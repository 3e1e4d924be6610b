//! Bearer-token HTTP client for a single backend origin: header injection on every outgoing
//! request, one-shot refresh-and-replay on 401, and transport-aware observability.

#![deny(clippy::all, missing_docs, unused_crate_dependencies)]

pub mod auth;
pub mod client;
pub mod config;
pub mod error;
pub mod http;
pub mod intercept;
pub mod obs;
pub mod request;
pub mod session;
#[cfg(any(test, feature = "test"))]
pub mod _preludet {
	//! Convenience re-exports and helpers for tests; enabled via `cfg(test)` or the `test` crate
	//! feature.

	pub use crate::_prelude::*;

	// std
	use std::collections::VecDeque;
	// self
	use crate::{
		auth::{AuthStore, MemoryAuthStore},
		client::RelayClient,
		config::RelayConfig,
		error::TransportError,
		http::{HttpTransport, RelayResponse, TransportFuture, WireRequest},
		session::{AuthSession, RefreshPolicy},
	};
	#[cfg(feature = "reqwest")]
	use crate::{client::ReqwestRelayClient, http::ReqwestTransport};

	/// Request captured by [`ScriptedTransport`].
	#[derive(Clone, Debug)]
	pub struct RecordedRequest {
		/// HTTP method of the dispatched request.
		pub method: Method,
		/// Fully resolved URL.
		pub url: String,
		/// Headers as they left the client.
		pub headers: HeaderMap,
	}
	impl RecordedRequest {
		/// Returns the `Authorization` header as a string, if present.
		pub fn authorization(&self) -> Option<&str> {
			self.headers.get(AUTHORIZATION).and_then(|value| value.to_str().ok())
		}
	}

	/// In-process transport that replays queued responses in order and records every request.
	#[derive(Debug, Default)]
	pub struct ScriptedTransport {
		responses: Mutex<VecDeque<Result<RelayResponse, TransportError>>>,
		recorded: Mutex<Vec<RecordedRequest>>,
	}
	impl ScriptedTransport {
		/// Queues a response with the provided status and body.
		pub fn respond(&self, status: u16, body: &str) -> &Self {
			let status = StatusCode::from_u16(status).expect("Scripted status must be valid.");

			self.responses.lock().push_back(Ok(RelayResponse::new(
				status,
				HeaderMap::new(),
				body.as_bytes().to_vec(),
			)));

			self
		}

		/// Queues a transport-level failure.
		pub fn fail(&self, error: TransportError) -> &Self {
			self.responses.lock().push_back(Err(error));

			self
		}

		/// Returns every request dispatched so far.
		pub fn recorded(&self) -> Vec<RecordedRequest> {
			self.recorded.lock().clone()
		}

		/// Counts dispatched requests whose URL ends with `suffix`.
		pub fn hits(&self, suffix: &str) -> usize {
			self.recorded.lock().iter().filter(|request| request.url.ends_with(suffix)).count()
		}
	}
	impl HttpTransport for ScriptedTransport {
		fn execute(&self, request: WireRequest) -> TransportFuture<'_> {
			self.recorded.lock().push(RecordedRequest {
				method: request.method().clone(),
				url: request.uri().to_string(),
				headers: request.headers().clone(),
			});

			let next = self.responses.lock().pop_front();

			Box::pin(async move {
				next.unwrap_or_else(|| {
					Err(TransportError::network(std::io::Error::other(
						"Scripted transport ran out of responses.",
					)))
				})
			})
		}
	}

	/// Base origin used by scripted tests.
	pub const TEST_BASE_URL: &str = "https://relay.example.com/api";

	/// Builds a client over a [`ScriptedTransport`] with an in-memory auth store.
	pub fn build_scripted_client(
		policy: RefreshPolicy,
	) -> (RelayClient<ScriptedTransport>, Arc<ScriptedTransport>, Arc<MemoryAuthStore>) {
		let config = RelayConfig::builder(
			Url::parse(TEST_BASE_URL).expect("Test base URL should parse successfully."),
		)
		.build()
		.expect("Default relay configuration should build successfully.");
		let store_backend = Arc::new(MemoryAuthStore::default());
		let store: Arc<dyn AuthStore> = store_backend.clone();
		let session = Arc::new(AuthSession::new(store, policy));
		let transport = Arc::new(ScriptedTransport::default());
		let client = RelayClient::with_transport(config, session, transport.clone())
			.expect("Scripted relay client should build successfully.");

		(client, transport, store_backend)
	}

	/// Builds a reqwest transport that accepts the self-signed certificates produced by
	/// `httpmock` and keeps a cookie store, mirroring credentials mode.
	#[cfg(feature = "reqwest")]
	pub fn test_reqwest_transport() -> ReqwestTransport {
		let client = ReqwestClient::builder()
			.danger_accept_invalid_certs(true)
			.danger_accept_invalid_hostnames(true)
			.cookie_store(true)
			.build()
			.expect("Failed to build insecure Reqwest client for tests.");

		ReqwestTransport::with_client(client)
	}

	/// Constructs a [`ReqwestRelayClient`] for `base_url` over [`test_reqwest_transport`], backed
	/// by an in-memory auth store.
	#[cfg(feature = "reqwest")]
	pub fn build_reqwest_test_client(
		base_url: Url,
		policy: RefreshPolicy,
	) -> (ReqwestRelayClient, Arc<MemoryAuthStore>) {
		let config = RelayConfig::builder(base_url)
			.build()
			.expect("Relay configuration should build successfully.");
		let store_backend = Arc::new(MemoryAuthStore::default());
		let store: Arc<dyn AuthStore> = store_backend.clone();
		let session = Arc::new(AuthSession::new(store, policy));
		let client =
			RelayClient::with_transport(config, session, Arc::new(test_reqwest_transport()))
				.expect("Reqwest relay client should build successfully.");

		(client, store_backend)
	}
}

mod _prelude {
	pub use std::{
		collections::BTreeMap,
		error::Error as StdError,
		fmt::{Debug, Display, Formatter, Result as FmtResult},
		future::Future,
		pin::Pin,
		sync::Arc,
	};

	pub use ::http::{
		HeaderMap, HeaderValue, Method, StatusCode,
		header::{AUTHORIZATION, CONTENT_TYPE, HeaderName},
	};
	pub use async_lock::Mutex as AsyncMutex;
	pub use parking_lot::{Mutex, RwLock};
	#[cfg(feature = "reqwest")]
	pub use reqwest::{Client as ReqwestClient, Error as ReqwestError};
	pub use serde::{Deserialize, Serialize};
	pub use thiserror::Error as ThisError;
	pub use time::{Duration, OffsetDateTime};
	pub use url::Url;

	pub use crate::error::{Error, Result};
}

pub use ::http as http_types;
#[cfg(feature = "reqwest")] pub use reqwest;
pub use url;
#[cfg(test)] use {color_eyre as _, httpmock as _};
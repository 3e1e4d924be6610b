//! Contract for the externally owned auth store plus an in-memory implementation.

// self
use crate::{_prelude::*, auth::AccessToken};

/// Externally owned auth state the relay mirrors tokens into.
///
/// The relay only reads the current token as a fallback and writes back refreshed tokens;
/// persistence and logout belong to the implementor.
pub trait AuthStore
where
	Self: Send + Sync,
{
	/// Returns the store's current access token, if any.
	fn access_token(&self) -> Option<AccessToken>;

	/// Replaces the store's access token.
	fn set_access_token(&self, token: AccessToken);
}

/// Thread-safe store that keeps the token in-process for tests and demos.
#[derive(Clone, Debug, Default)]
pub struct MemoryAuthStore(Arc<RwLock<Option<AccessToken>>>);
impl MemoryAuthStore {
	/// Creates a store seeded with `token`.
	pub fn with_token(token: AccessToken) -> Self {
		Self(Arc::new(RwLock::new(Some(token))))
	}
}
impl AuthStore for MemoryAuthStore {
	fn access_token(&self) -> Option<AccessToken> {
		self.0.read().clone()
	}

	fn set_access_token(&self, token: AccessToken) {
		*self.0.write() = Some(token);
	}
}
//! Incoming half of the interception pipeline: the refresh-and-replay decision.

// self
use crate::{_prelude::*, config::ExcludedPaths, http::RelayResponse, request::PendingRequest};

/// What the client does with a request's outcome.
#[derive(Clone, Copy, Debug, PartialEq, Eq, Hash)]
pub enum ResponseDecision {
	/// Successful response; return it unchanged.
	PassThrough,
	/// Error that is final for this request; return it unchanged.
	Reject(RejectReason),
	/// First 401 on a non-excluded request; refresh once and replay.
	RefreshAndReplay,
}
impl ResponseDecision {
	/// Returns a stable label suitable for span or metric fields.
	pub const fn as_str(self) -> &'static str {
		match self {
			ResponseDecision::PassThrough => "pass_through",
			ResponseDecision::Reject(_) => "reject",
			ResponseDecision::RefreshAndReplay => "refresh_and_replay",
		}
	}

	/// Returns why the outcome was final, for rejections.
	pub const fn reject_reason(self) -> Option<RejectReason> {
		match self {
			ResponseDecision::Reject(reason) => Some(reason),
			_ => None,
		}
	}
}

/// Why an error outcome is returned to the caller without a refresh.
#[derive(Clone, Copy, Debug, PartialEq, Eq, Hash)]
pub enum RejectReason {
	/// Backend answered with a non-2xx status other than 401.
	Status,
	/// 401 on a URL matching the excluded paths.
	Excluded,
	/// 401 on a request that already spent its refresh.
	Retried,
	/// No HTTP response was received.
	Transport,
	/// The request failed locally before reaching a transport.
	Local,
}
impl RejectReason {
	/// Returns a stable label suitable for span or metric fields.
	pub const fn as_str(self) -> &'static str {
		match self {
			RejectReason::Status => "status",
			RejectReason::Excluded => "excluded",
			RejectReason::Retried => "retried",
			RejectReason::Transport => "transport",
			RejectReason::Local => "local",
		}
	}
}

/// Classifies outcomes for the token-refresh state machine.
///
/// | outcome                                   | decision             |
/// |-------------------------------------------|----------------------|
/// | 2xx response                              | `PassThrough`        |
/// | non-401 status                            | `Reject(Status)`     |
/// | no response from the transport            | `Reject(Transport)`  |
/// | local failure before dispatch             | `Reject(Local)`      |
/// | 401 on an excluded URL                    | `Reject(Excluded)`   |
/// | 401 on a request already marked retried   | `Reject(Retried)`    |
/// | 401 otherwise                             | `RefreshAndReplay`   |
#[derive(Clone, Copy, Debug)]
pub struct ResponseInterceptor<'a> {
	excluded: &'a ExcludedPaths,
}
impl<'a> ResponseInterceptor<'a> {
	/// Creates an interceptor honoring `excluded`.
	pub fn new(excluded: &'a ExcludedPaths) -> Self {
		Self { excluded }
	}

	/// Decides how to handle `outcome` for `request`.
	pub fn decide(
		&self,
		request: &PendingRequest,
		outcome: &Result<RelayResponse>,
	) -> ResponseDecision {
		let error = match outcome {
			Ok(_) => return ResponseDecision::PassThrough,
			Err(error) => error,
		};

		let reason = match error {
			Error::Transport(_) => RejectReason::Transport,
			Error::Status { .. } if !error.is_unauthorized() => RejectReason::Status,
			Error::Status { .. } if self.excluded.matches(&request.url) => RejectReason::Excluded,
			Error::Status { .. } if request.is_retried() => RejectReason::Retried,
			Error::Status { .. } => return ResponseDecision::RefreshAndReplay,
			_ => RejectReason::Local,
		};

		ResponseDecision::Reject(reason)
	}
}
// self
use crate::{
	_prelude::*,
	intercept::ResponseDecision,
	obs::{RefreshResolution, RelayStage},
	session::RefreshPolicy,
};

/// Type alias that resolves to an instrumented future when tracing is enabled.
#[cfg(feature = "tracing")]
pub type InstrumentedStage<F> = tracing::instrument::Instrumented<F>;
/// Passthrough future type when tracing is disabled.
#[cfg(not(feature = "tracing"))]
pub type InstrumentedStage<F> = F;

/// Span wrapping one relay stage.
///
/// Every span carries `stage` and `call_site`. Send spans fill in `decision` and
/// `reject_reason` once the response interceptor has classified the outcome; refresh spans fill
/// in `policy` and `resolution`. Token material is never recorded.
#[derive(Clone, Debug)]
pub struct RelaySpan {
	#[cfg(feature = "tracing")]
	span: tracing::Span,
}
impl RelaySpan {
	/// Creates a new span tagged with the provided stage + call site.
	pub fn new(stage: RelayStage, call_site: &'static str) -> Self {
		#[cfg(feature = "tracing")]
		{
			let span = tracing::info_span!(
				"bearer_relay.stage",
				stage = stage.as_str(),
				call_site,
				decision = tracing::field::Empty,
				reject_reason = tracing::field::Empty,
				policy = tracing::field::Empty,
				resolution = tracing::field::Empty,
			);

			Self { span }
		}
		#[cfg(not(feature = "tracing"))]
		{
			let _ = (stage, call_site);

			Self {}
		}
	}

	/// Records how the response interceptor classified the outcome.
	pub fn record_decision(&self, decision: ResponseDecision) {
		#[cfg(feature = "tracing")]
		{
			self.span.record("decision", decision.as_str());

			if let Some(reason) = decision.reject_reason() {
				self.span.record("reject_reason", reason.as_str());
			}
		}
		#[cfg(not(feature = "tracing"))]
		{
			let _ = decision;
		}
	}

	/// Records the policy a refresh ran under and how it obtained its token.
	pub fn record_refresh(&self, policy: RefreshPolicy, resolution: RefreshResolution) {
		#[cfg(feature = "tracing")]
		{
			self.span.record("policy", policy.as_str());
			self.span.record("resolution", resolution.as_str());
		}
		#[cfg(not(feature = "tracing"))]
		{
			let _ = (policy, resolution);
		}
	}

	/// Emits a debug event inside the span; token material must never be passed here.
	pub fn note(&self, message: &'static str) {
		#[cfg(feature = "tracing")]
		{
			self.span.in_scope(|| tracing::debug!("{message}"));
		}
		#[cfg(not(feature = "tracing"))]
		{
			let _ = message;
		}
	}

	/// Instruments an async block without holding a guard across `.await` points.
	pub fn instrument<Fut>(&self, fut: Fut) -> InstrumentedStage<Fut>
	where
		Fut: Future,
	{
		#[cfg(feature = "tracing")]
		{
			use tracing::Instrument;

			fut.instrument(self.span.clone())
		}
		#[cfg(not(feature = "tracing"))]
		{
			fut
		}
	}
}
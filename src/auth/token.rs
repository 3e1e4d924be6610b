//! Redacted bearer credential that keeps token material out of logs.

// self
use crate::_prelude::*;

/// Error returned when a string cannot serve as a bearer credential.
#[derive(Clone, Debug, PartialEq, Eq, Serialize, ThisError)]
pub enum TokenError {
	/// The token was empty or whitespace.
	#[error("Access token cannot be empty.")]
	Empty,
	/// The token contains bytes that are not valid in an HTTP header value.
	#[error("Access token contains characters that are not valid in an HTTP header.")]
	InvalidHeaderValue,
}

/// Opaque bearer credential with a precomputed `Authorization` header value.
///
/// The header value is flagged sensitive so HTTP stacks that honor the flag skip it when
/// logging.
#[derive(Clone, Serialize, Deserialize)]
#[serde(try_from = "String", into = "String")]
pub struct AccessToken {
	value: String,
	bearer: HeaderValue,
}
impl AccessToken {
	/// Validates the raw token and prepares its `Bearer` header value.
	pub fn new(value: impl Into<String>) -> Result<Self, TokenError> {
		let value = value.into();

		if value.trim().is_empty() {
			return Err(TokenError::Empty);
		}

		let mut bearer = HeaderValue::from_str(&format!("Bearer {value}"))
			.map_err(|_| TokenError::InvalidHeaderValue)?;

		bearer.set_sensitive(true);

		Ok(Self { value, bearer })
	}

	/// Returns the inner token value. Callers must avoid logging this string.
	pub fn expose(&self) -> &str {
		&self.value
	}

	/// Returns the `Bearer <token>` header value for this credential.
	pub fn bearer_header(&self) -> HeaderValue {
		self.bearer.clone()
	}
}
impl PartialEq for AccessToken {
	fn eq(&self, other: &Self) -> bool {
		self.value == other.value
	}
}
impl Eq for AccessToken {}
impl AsRef<str> for AccessToken {
	fn as_ref(&self) -> &str {
		self.expose()
	}
}
impl TryFrom<String> for AccessToken {
	type Error = TokenError;

	fn try_from(value: String) -> Result<Self, Self::Error> {
		Self::new(value)
	}
}
impl TryFrom<&str> for AccessToken {
	type Error = TokenError;

	fn try_from(value: &str) -> Result<Self, Self::Error> {
		Self::new(value)
	}
}
impl From<AccessToken> for String {
	fn from(token: AccessToken) -> Self {
		token.value
	}
}
impl Debug for AccessToken {
	fn fmt(&self, f: &mut Formatter) -> FmtResult {
		f.debug_tuple("AccessToken").field(&"<redacted>").finish()
	}
}
impl Display for AccessToken {
	fn fmt(&self, f: &mut Formatter) -> FmtResult {
		f.write_str("<redacted>")
	}
}

#[cfg(test)]
mod tests {
	// self
	use super::*;

	#[test]
	fn token_formatters_redact() {
		let token = AccessToken::new("super-secret").expect("Token fixture should be valid.");

		assert_eq!(format!("{token:?}"), "AccessToken(\"<redacted>\")");
		assert_eq!(format!("{token}"), "<redacted>");
		assert_eq!(token.expose(), "super-secret");
	}

	#[test]
	fn bearer_header_is_prefixed_and_sensitive() {
		let token = AccessToken::new("abc").expect("Token fixture should be valid.");
		let header = token.bearer_header();

		assert_eq!(header.to_str().expect("Bearer header should be ASCII."), "Bearer abc");
		assert!(header.is_sensitive());
	}

	#[test]
	fn rejects_empty_and_non_header_tokens() {
		assert_eq!(AccessToken::new("").unwrap_err(), TokenError::Empty);
		assert_eq!(AccessToken::new("   ").unwrap_err(), TokenError::Empty);
		assert_eq!(AccessToken::new("line\nbreak").unwrap_err(), TokenError::InvalidHeaderValue);
	}

	#[test]
	fn serde_round_trips_through_plain_string() {
		let token: AccessToken =
			serde_json::from_str("\"xyz\"").expect("Token should deserialize from a string.");

		assert_eq!(token.expose(), "xyz");
		assert_eq!(serde_json::to_string(&token).expect("Token should serialize."), "\"xyz\"");
		assert!(serde_json::from_str::<AccessToken>("\"\"").is_err());
	}
}
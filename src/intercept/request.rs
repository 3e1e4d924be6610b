//! Outgoing half of the interception pipeline: bearer injection.

// self
use crate::{config::ExcludedPaths, request::PendingRequest, session::AuthSession};

/// Attaches `Authorization: Bearer <token>` to requests outside the excluded paths.
#[derive(Clone, Copy, Debug)]
pub struct RequestInterceptor<'a> {
	excluded: &'a ExcludedPaths,
	session: &'a AuthSession,
}
impl<'a> RequestInterceptor<'a> {
	/// Creates an interceptor reading tokens from `session`.
	pub fn new(excluded: &'a ExcludedPaths, session: &'a AuthSession) -> Self {
		Self { excluded, session }
	}

	/// Sets the bearer header when the URL is not excluded and a token is known.
	///
	/// Returns `true` when a header was written. Requests without a known token, and excluded
	/// requests, are left untouched.
	pub fn intercept(&self, request: &mut PendingRequest) -> bool {
		if self.excluded.matches(&request.url) {
			return false;
		}

		match self.session.current_token() {
			Some(token) => {
				request.set_bearer(&token);

				true
			},
			None => false,
		}
	}
}

#[cfg(test)]
mod tests {
	// self
	use super::*;
	use crate::{
		_prelude::*,
		auth::{AccessToken, AuthStore, MemoryAuthStore},
		session::RefreshPolicy,
	};

	fn session_with(token: Option<&str>) -> AuthSession {
		let store = match token {
			Some(value) => MemoryAuthStore::with_token(
				AccessToken::new(value).expect("Token should be valid."),
			),
			None => MemoryAuthStore::default(),
		};
		let store: Arc<dyn AuthStore> = Arc::new(store);

		AuthSession::new(store, RefreshPolicy::default())
	}

	#[test]
	fn attaches_bearer_to_non_excluded_urls() {
		let session = session_with(Some("abc"));
		let excluded = ExcludedPaths::default();
		let interceptor = RequestInterceptor::new(&excluded, &session);
		let mut request = PendingRequest::get("/members/me");

		assert!(interceptor.intercept(&mut request));
		assert_eq!(request.authorization().expect("Bearer should be set."), "Bearer abc");
	}

	#[test]
	fn skips_excluded_urls_even_with_a_token() {
		let session = session_with(Some("abc"));
		let excluded = ExcludedPaths::default();
		let interceptor = RequestInterceptor::new(&excluded, &session);

		for url in ["/auth/login", "/members/register", "https://other.example.com/x/auth/login"] {
			let mut request = PendingRequest::post(url);

			assert!(!interceptor.intercept(&mut request));
			assert!(request.authorization().is_none(), "{url} must not carry a bearer.");
		}
	}

	#[test]
	fn leaves_requests_alone_without_a_token() {
		let session = session_with(None);
		let excluded = ExcludedPaths::default();
		let interceptor = RequestInterceptor::new(&excluded, &session);
		let mut request = PendingRequest::get("/members/me");

		assert!(!interceptor.intercept(&mut request));
		assert!(request.authorization().is_none());
	}

	#[test]
	fn replaces_a_stale_authorization_header() {
		let session = session_with(Some("fresh"));
		let excluded = ExcludedPaths::default();
		let interceptor = RequestInterceptor::new(&excluded, &session);
		let mut request = PendingRequest::get("/missions")
			.with_header(AUTHORIZATION, HeaderValue::from_static("Bearer stale"));

		interceptor.intercept(&mut request);

		assert_eq!(request.authorization().expect("Bearer should be set."), "Bearer fresh");
	}
}
// std
use std::sync::atomic::{AtomicU64, Ordering};

/// Thread-safe counters for refresh calls and replays.
#[derive(Debug, Default)]
pub struct RelayMetrics {
	refresh_attempts: AtomicU64,
	refresh_success: AtomicU64,
	refresh_failure: AtomicU64,
	refresh_coalesced: AtomicU64,
	replays: AtomicU64,
}
impl RelayMetrics {
	/// Returns the number of refresh calls issued to the backend.
	pub fn refresh_attempts(&self) -> u64 {
		self.refresh_attempts.load(Ordering::Relaxed)
	}

	/// Returns the number of refresh calls that produced a new token.
	pub fn refresh_successes(&self) -> u64 {
		self.refresh_success.load(Ordering::Relaxed)
	}

	/// Returns the number of refresh calls that failed.
	pub fn refresh_failures(&self) -> u64 {
		self.refresh_failure.load(Ordering::Relaxed)
	}

	/// Returns the number of refreshes satisfied by a concurrent caller's result.
	pub fn refresh_coalesced(&self) -> u64 {
		self.refresh_coalesced.load(Ordering::Relaxed)
	}

	/// Returns the number of requests replayed after a refresh.
	pub fn replays(&self) -> u64 {
		self.replays.load(Ordering::Relaxed)
	}

	pub(crate) fn record_refresh_attempt(&self) {
		self.refresh_attempts.fetch_add(1, Ordering::Relaxed);
	}

	pub(crate) fn record_refresh_success(&self) {
		self.refresh_success.fetch_add(1, Ordering::Relaxed);
	}

	pub(crate) fn record_refresh_failure(&self) {
		self.refresh_failure.fetch_add(1, Ordering::Relaxed);
	}

	pub(crate) fn record_refresh_coalesced(&self) {
		self.refresh_coalesced.fetch_add(1, Ordering::Relaxed);
	}

	pub(crate) fn record_replay(&self) {
		self.replays.fetch_add(1, Ordering::Relaxed);
	}
}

※ ※ ※

== Required action ==
Show every line of the listing containing the string "left" by copying it.

== Solution to the exercise ==
		/// Headers as they left the client.
	/// requests, are left untouched.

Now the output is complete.